Meno si parla, invece, della necessità anche di operare sulla cultura degli investitori tradizionali per spronarli a osservare i loro investimenti in modo diverso, trovando un ponte tra vecchie e nuove metriche, aiutandoli ad analizzare i dati di un investimento tecnologico in un’ottica che gli permetta di proiettarsi nel futuro. E anche a cambiare le logiche di alcune operazioni, come quelle di due diligence:
«Promuovere cultura tecnologica è essenziale: noi lo facciamo dedicando moltissimo tempo alla relazione con gli investitori. Lo facciamo da sempre. Basti pensare che ci sono degli ambiti tecnologici in cui abbiamo iniziato ad offrire visioni di sviluppo agli investitori già qualche anno fa, e proprio in questi mesi avendo potuto dimostrare la correttezza dell’interpretazione dell’impatto tecnologico, siamo in chiusura di deal che coinvolgono realtà impegnate proprio in quelle tecnologie. Il cambiamento richiede tempo. Oggi stiamo raccogliendo i frutti di un lungo lavoro svolto negli anni. Ma la tecnologia continua ad evolvere e noi proseguiamo con approfonditi lavori di analisi che condividiamo con gli investitori e che poi riassumiamo anche in report e studi più sintetici che mettiamo a disposizione del mercato per far comprendere l’impatto degli abilitatori tecnologici sul mercato»

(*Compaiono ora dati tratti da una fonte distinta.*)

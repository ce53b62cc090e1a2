//! Credentials and the authenticated session.
//!
//! A [`Session`] is only opened after the server accepted the credentials (see
//! [`crate::DashboardService::login`]), so holding one is the "logged in" state. Operations
//! that talk to the server take the session by reference; logging out consumes it.

use crate::client::Dhis2Client;
use crate::models::{OrganisationUnit, UserProfile};
use crate::validation::normalise_http_url;
use crate::DashboardResult;
use base64::engine::general_purpose::STANDARD;
use base64::Engine;
use hts_types::NonEmptyText;

/// Instance URL and login for one DHIS2 server.
#[derive(Clone, PartialEq, Eq)]
pub struct Credentials {
    instance_url: String,
    username: NonEmptyText,
    password: NonEmptyText,
}

impl Credentials {
    /// Validates and normalises login input.
    ///
    /// # Errors
    ///
    /// Returns `DashboardError::InvalidInput` if the instance URL is not an `http(s)` URL or the
    /// username or password is blank.
    pub fn new(
        instance_url: &str,
        username: impl AsRef<str>,
        password: impl AsRef<str>,
    ) -> DashboardResult<Self> {
        Ok(Self {
            instance_url: normalise_http_url(instance_url)?,
            username: NonEmptyText::new(username)?,
            password: NonEmptyText::new(password)?,
        })
    }

    /// Instance URL without a trailing slash.
    pub fn instance_url(&self) -> &str {
        &self.instance_url
    }

    pub fn username(&self) -> &str {
        self.username.as_str()
    }

    /// Value of the `Authorization` header for these credentials.
    pub fn authorization_header(&self) -> String {
        let token = STANDARD.encode(format!(
            "{}:{}",
            self.username.as_str(),
            self.password.as_str()
        ));
        format!("Basic {token}")
    }
}

impl std::fmt::Debug for Credentials {
    fn fmt(&self, f: &mut std::fmt::Formatter<'_>) -> std::fmt::Result {
        f.debug_struct("Credentials")
            .field("instance_url", &self.instance_url)
            .field("username", &self.username.as_str())
            .field("password", &"<redacted>")
            .finish()
    }
}

/// An authenticated connection to one instance, with its organisation unit catalog.
#[derive(Clone, Debug)]
pub struct Session {
    credentials: Credentials,
    profile: UserProfile,
    organisation_units: Vec<OrganisationUnit>,
}

impl Session {
    /// Opens a session for credentials that were already verified.
    pub fn new(credentials: Credentials, profile: UserProfile) -> Self {
        Self {
            credentials,
            profile,
            organisation_units: Vec::new(),
        }
    }

    /// Reloads the organisation unit catalog.
    ///
    /// On failure the previous catalog is kept.
    pub async fn refresh_organisation_units(
        &mut self,
        client: &Dhis2Client,
    ) -> DashboardResult<usize> {
        let units = client.organisation_units(self).await?;
        self.organisation_units = units;
        Ok(self.organisation_units.len())
    }

    /// Ends the session.
    pub fn logout(self) {
        tracing::info!(
            "logged out of {} ({})",
            self.credentials.instance_url(),
            self.credentials.username()
        );
    }

    pub fn credentials(&self) -> &Credentials {
        &self.credentials
    }

    pub fn profile(&self) -> &UserProfile {
        &self.profile
    }

    pub fn organisation_units(&self) -> &[OrganisationUnit] {
        &self.organisation_units
    }

    pub fn set_organisation_units(&mut self, units: Vec<OrganisationUnit>) {
        self.organisation_units = units;
    }

    /// Ids of every unit in the cached catalog, in catalog order.
    pub fn organisation_unit_ids(&self) -> Vec<String> {
        self.organisation_units.iter().map(|ou| ou.id.clone()).collect()
    }
}

#[cfg(test)]
mod tests {
    use super::*;
    use crate::DashboardError;

    #[test]
    fn test_credentials_build_basic_auth_header() {
        let credentials = Credentials::new("https://play.dhis2.org/demo/", "admin", "district")
            .expect("credentials should be valid");

        assert_eq!(credentials.instance_url(), "https://play.dhis2.org/demo");
        assert_eq!(
            credentials.authorization_header(),
            "Basic YWRtaW46ZGlzdHJpY3Q="
        );
    }

    #[test]
    fn test_credentials_reject_blank_fields() {
        assert!(matches!(
            Credentials::new("https://play.dhis2.org", "  ", "district"),
            Err(DashboardError::InvalidInput(_))
        ));
        assert!(matches!(
            Credentials::new("ftp://play.dhis2.org", "admin", "district"),
            Err(DashboardError::InvalidInput(_))
        ));
    }

    #[test]
    fn test_credentials_debug_redacts_password() {
        let credentials =
            Credentials::new("https://play.dhis2.org", "admin", "district").unwrap();
        let debug = format!("{:?}", credentials);
        assert!(!debug.contains("district"));
        assert!(debug.contains("<redacted>"));
    }

    #[test]
    fn test_organisation_unit_ids_follow_catalog_order() {
        let credentials =
            Credentials::new("https://play.dhis2.org", "admin", "district").unwrap();
        let mut session = Session::new(credentials, UserProfile::default());
        session.set_organisation_units(vec![
            OrganisationUnit {
                id: "b".into(),
                display_name: "Bo".into(),
            },
            OrganisationUnit {
                id: "a".into(),
                display_name: "Ajara".into(),
            },
        ]);

        assert_eq!(session.organisation_unit_ids(), vec!["b", "a"]);
    }
}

La comprensione dei fenomeni è il primo passo per aiutare gli investitori a non perdere le opportunità che la tecnologia comporta e a non fare errori strategici:
«Senza la conoscenza non sarà possibile per gli investitori valutare correttamente le potenzialità e le criticità connesse a un’impresa che, prima o poi, dovrà fare i conti con le nuove tecnologie disruptive, così come non è possibile non conoscere l’impatto delle tecnologie per poter effettuare delle valutazioni sul valore degli asset che possono creare. Non basta più oggi fare una perfetta due diligence, serve guardare oltre »
Fintech e regtech, osservati speciali
Klecha è specializzata in operazioni in M&A in diversi ambiti e soprattutto nel fintech. Recentemente ha finalizzato la prima acquisizione di una fintech spagnola, Talento Mobile, da parte del gruppo OCS. Altra frontiera di mercato che la banca di investimenti sta affrontando è il regtech:
«C’è grandissimo entusiasmo in tutto il regtech sia a livello italiano che internazionale, temi come la gestione della privacy, il GPDR sono ambiti verso i quali l’interesse sta esplodendo anche in Paesi più indietro nelle regolamentazioni. Proprio in questo momento sto seguendo un’operazione che ci ha permesso di identificare con grande chiarezza un fortissimo e concreto interesse da tutto il mondo verso questo segmento, indipendentemente dalle dimensioni e dalle metriche ma totalmente orientata al potenziale. D’altronde il futuro della tecnologia va in questa direzione, con la necessità di una maggiore regolamentazione sia da parte delle aziende che delle istituzioni», conclude Pellegrini.